US Tech Giants Ask Obama Not To Compromise Encryption
An anonymous reader writes: Two industry bodies which represent Microsoft, Apple, Facebook, IBM, and others, have written to President Obama urging that the U.S. government not seek to legislate "official back doors" into encryption techniques. The Software and Information Industry Association and the Information Technology Industry Council sent the "strongly worded" letter on Monday, saying, "Consumer trust in digital products and services is an essential component enabling continued economic growth of the online marketplace. Accordingly, we urge you not to pursue any policy or proposal that would require or encourage companies to weaken these technologies, including the weakening of encryption or creating encryption 'work-arounds.'" The letter is the latest salvo in a public battle for secure communications, one that has reached the public eye in a way that few security stories do.

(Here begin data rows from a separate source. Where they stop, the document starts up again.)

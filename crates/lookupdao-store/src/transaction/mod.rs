//! Transaction lifecycle and the executor built on it

pub mod executor;
pub mod handler;

pub use executor::{Scope, TransactionExecutor};
pub use handler::{TransactionHandler, TransactionState};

After the last renewal of the Patriot act, wouldn't it just be easiest for the US government to name each of these companies an "ISP" so they'd be compelled to collect information on their (unencrypted) servers?
The article lists five representative companies, but the summary omits the second one of the five for some reason.
Why do we need encryption rules in the TPP?
A key priority for the U.S. semiconductor industry regarding the Trans-Pacific Partnership (TPP) Agreement currently under negotiation has been to introduce rules to prevent restrictions on the import and use of commercial encryption technologies.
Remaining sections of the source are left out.